YOUR GOAL ▸ Go through the entries below and copy every line that holds the word "UserRepository".

*** Opening INFORMATION PROVIDED ***

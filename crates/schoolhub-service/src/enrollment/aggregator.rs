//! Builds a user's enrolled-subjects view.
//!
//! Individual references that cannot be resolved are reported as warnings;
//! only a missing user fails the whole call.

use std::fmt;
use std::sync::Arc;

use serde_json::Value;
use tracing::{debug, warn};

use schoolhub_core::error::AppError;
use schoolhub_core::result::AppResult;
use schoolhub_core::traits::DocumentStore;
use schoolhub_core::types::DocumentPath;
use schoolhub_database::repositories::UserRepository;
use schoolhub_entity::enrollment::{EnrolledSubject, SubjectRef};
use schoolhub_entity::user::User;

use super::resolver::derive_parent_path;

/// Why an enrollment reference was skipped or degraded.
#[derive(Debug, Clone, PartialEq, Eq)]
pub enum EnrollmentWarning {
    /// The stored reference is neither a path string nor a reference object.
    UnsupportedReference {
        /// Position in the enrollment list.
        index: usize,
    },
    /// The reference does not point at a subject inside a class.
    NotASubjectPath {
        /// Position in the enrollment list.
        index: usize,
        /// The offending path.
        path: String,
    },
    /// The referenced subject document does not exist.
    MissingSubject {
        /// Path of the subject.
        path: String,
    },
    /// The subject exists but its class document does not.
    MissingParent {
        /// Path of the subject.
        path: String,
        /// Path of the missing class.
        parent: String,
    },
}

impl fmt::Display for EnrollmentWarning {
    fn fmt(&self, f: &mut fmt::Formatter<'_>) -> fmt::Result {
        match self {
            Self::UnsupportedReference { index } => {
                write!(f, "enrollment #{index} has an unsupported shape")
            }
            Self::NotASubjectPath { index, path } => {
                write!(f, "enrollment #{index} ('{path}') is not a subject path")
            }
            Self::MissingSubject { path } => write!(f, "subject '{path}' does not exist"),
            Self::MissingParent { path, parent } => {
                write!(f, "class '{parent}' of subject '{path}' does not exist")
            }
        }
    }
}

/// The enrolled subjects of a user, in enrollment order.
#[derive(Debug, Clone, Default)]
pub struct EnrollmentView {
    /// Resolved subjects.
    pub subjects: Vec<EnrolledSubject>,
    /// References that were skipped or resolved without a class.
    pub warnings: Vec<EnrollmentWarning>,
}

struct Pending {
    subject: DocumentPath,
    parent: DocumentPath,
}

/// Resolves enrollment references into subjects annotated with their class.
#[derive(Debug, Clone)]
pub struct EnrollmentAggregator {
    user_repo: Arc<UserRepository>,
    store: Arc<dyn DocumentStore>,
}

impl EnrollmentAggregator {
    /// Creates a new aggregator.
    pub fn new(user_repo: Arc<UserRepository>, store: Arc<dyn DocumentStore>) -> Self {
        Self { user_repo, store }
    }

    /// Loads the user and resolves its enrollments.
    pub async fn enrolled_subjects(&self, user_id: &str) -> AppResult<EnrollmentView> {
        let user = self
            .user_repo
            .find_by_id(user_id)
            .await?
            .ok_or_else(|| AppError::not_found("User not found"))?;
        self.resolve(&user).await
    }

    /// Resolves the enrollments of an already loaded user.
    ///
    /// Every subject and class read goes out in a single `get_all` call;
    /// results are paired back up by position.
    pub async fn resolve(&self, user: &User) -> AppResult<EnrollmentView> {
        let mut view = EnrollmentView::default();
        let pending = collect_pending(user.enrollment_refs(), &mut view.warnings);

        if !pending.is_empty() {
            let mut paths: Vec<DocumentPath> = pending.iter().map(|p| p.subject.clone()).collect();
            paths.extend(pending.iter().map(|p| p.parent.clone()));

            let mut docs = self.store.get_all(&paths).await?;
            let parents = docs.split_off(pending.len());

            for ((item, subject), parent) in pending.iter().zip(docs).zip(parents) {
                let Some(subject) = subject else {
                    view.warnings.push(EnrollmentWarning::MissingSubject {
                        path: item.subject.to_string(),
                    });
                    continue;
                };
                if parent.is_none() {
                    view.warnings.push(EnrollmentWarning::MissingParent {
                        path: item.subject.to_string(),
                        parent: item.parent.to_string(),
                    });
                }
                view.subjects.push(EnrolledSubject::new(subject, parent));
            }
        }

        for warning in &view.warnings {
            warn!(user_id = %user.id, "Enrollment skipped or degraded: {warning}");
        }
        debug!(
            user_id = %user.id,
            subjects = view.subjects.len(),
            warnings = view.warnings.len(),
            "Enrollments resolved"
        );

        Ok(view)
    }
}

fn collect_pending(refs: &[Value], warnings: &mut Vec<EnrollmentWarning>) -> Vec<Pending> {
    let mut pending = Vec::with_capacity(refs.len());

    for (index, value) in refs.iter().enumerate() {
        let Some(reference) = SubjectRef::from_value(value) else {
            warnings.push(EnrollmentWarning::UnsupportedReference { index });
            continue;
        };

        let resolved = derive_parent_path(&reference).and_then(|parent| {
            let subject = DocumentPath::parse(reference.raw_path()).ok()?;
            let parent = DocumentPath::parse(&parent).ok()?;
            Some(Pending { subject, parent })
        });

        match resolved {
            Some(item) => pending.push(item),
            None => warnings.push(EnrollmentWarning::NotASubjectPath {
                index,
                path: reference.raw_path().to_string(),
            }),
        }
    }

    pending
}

*** Closing INFORMATION PROVIDED ***

RESULT ▸
use schoolhub_database::repositories::UserRepository;
    user_repo: Arc<UserRepository>,
    pub fn new(user_repo: Arc<UserRepository>, store: Arc<dyn DocumentStore>) -> Self {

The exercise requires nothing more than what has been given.